Ketanji Jackson, the first African-American judge of the US Supreme Court, is sworn in

Ketanji Jackson, the first African-American judge of the US Supreme Court, is sworn in

Ketanji Brown Jackson became the first African-American woman to occupy a seat on the United States Supreme Court on Thursday when she was sworn in as a judge in this institution.

Ketanji Jackson
Ketanji Jackson

Jackson’s oath took place this noon at the Supreme Court, just as the departure of his predecessor, Judge Stephen Breyer, who has decided to retire, became effective.

With the election of Ketanji Brown Jackson, the president of the United States, Joe Biden, fulfilled his promise to nominate an African-American woman to occupy a position in the Supreme Court.

In an act that barely lasted a few minutes, the new progressive judge of the Supreme Court fulfilled the double oath to take office.

She first swore allegiance to the Constitution before Chief Justice John Roberts, and then swore to fulfill the duties of her office before outgoing Justice Breyer.

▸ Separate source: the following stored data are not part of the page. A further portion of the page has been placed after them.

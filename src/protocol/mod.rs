// Protocol module: wire events, identifiers and shared enums

pub mod error_codes;
pub mod lenient;
pub mod messages;
pub mod types;

pub use error_codes::ErrorCode;

pub use types::{
    match_room_id, normalize_player_limit, ConnectionId, Difficulty, DropReason, MatchId,
    ParticipantStatus, RaceTextId, RoomId, Tier, UserId, ALLOWED_PLAYER_LIMITS,
    DEFAULT_PLAYER_LIMIT, MIN_MATCH_PLAYERS,
};

pub use messages::{
    ClientMessage, MatchFoundPayload, MatchPlayer, PlayerProgress, QueueUpdatePayload,
    RankingEntry, ResultsPayload, ServerMessage,
};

Jackson’s arrival on the high court will not change its ideological makeup, as with six conservative-leaning justices and three progressive justices, it leans more to the right than at any time since the 1930s.

The Supreme Court is occupying all the attention of the country after having issued a historic ruling just six days ago, when it annulled the constitutional protection of the right to abortion that had been in force since 1973, protected by the ruling known as “Roe v. Wade.”

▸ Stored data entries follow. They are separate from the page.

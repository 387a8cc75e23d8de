use crate::protocol::{ConnectionId, ServerMessage};
use axum::extract::ws::{Message, WebSocket};
use futures_util::stream::SplitSink;
use futures_util::SinkExt;

pub(super) type SocketSink = SplitSink<WebSocket, Message>;

/// Write a message outside the outbound queue, before a connection is registered.
pub(super) async fn send_immediate_server_message(
    sender: &mut SocketSink,
    message: &ServerMessage,
) -> Result<(), axum::Error> {
    let payload = match serde_json::to_string(message) {
        Ok(payload) => payload,
        Err(err) => {
            tracing::error!(error = %err, "Failed to serialize server message");
            "{\"type\":\"error\",\"data\":{\"message\":\"Internal error\"}}".to_string()
        }
    };

    sender.send(Message::Text(payload.into())).await
}

/// Serialize and write one queued message. `Err` means the socket is gone.
pub(super) async fn send_text_message(
    sender: &mut SocketSink,
    message: &ServerMessage,
    connection_id: &ConnectionId,
) -> Result<(), ()> {
    let json_message = match serde_json::to_string(message) {
        Ok(json) => json,
        Err(e) => {
            tracing::error!(%connection_id, kind = message.kind(), "Failed to serialize message: {}", e);
            return Ok(());
        }
    };

    if sender
        .send(Message::Text(json_message.into()))
        .await
        .is_err()
    {
        tracing::warn!(%connection_id, "Failed to send message, connection closed");
        return Err(());
    }

    Ok(())
}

Ketanji Brown Jackson was sworn in on the Supreme Court’s last day of activity until October and after the publication of the last two pending rulings by the highest court.

The Supreme Court authorized President Joe Biden on Thursday to abolish the “Stay in Mexico” program, an immigration policy established by her predecessor, Donald Trump, which forces asylum seekers to wait for their case to be resolved outside of US territory. .

In its second ruling of the day and last of this period, the highest court in the US ruled in favor of limiting the authority of the government Environmental Protection Agency (EPA) to regulate the emissions of polluting gases emitted by power plants.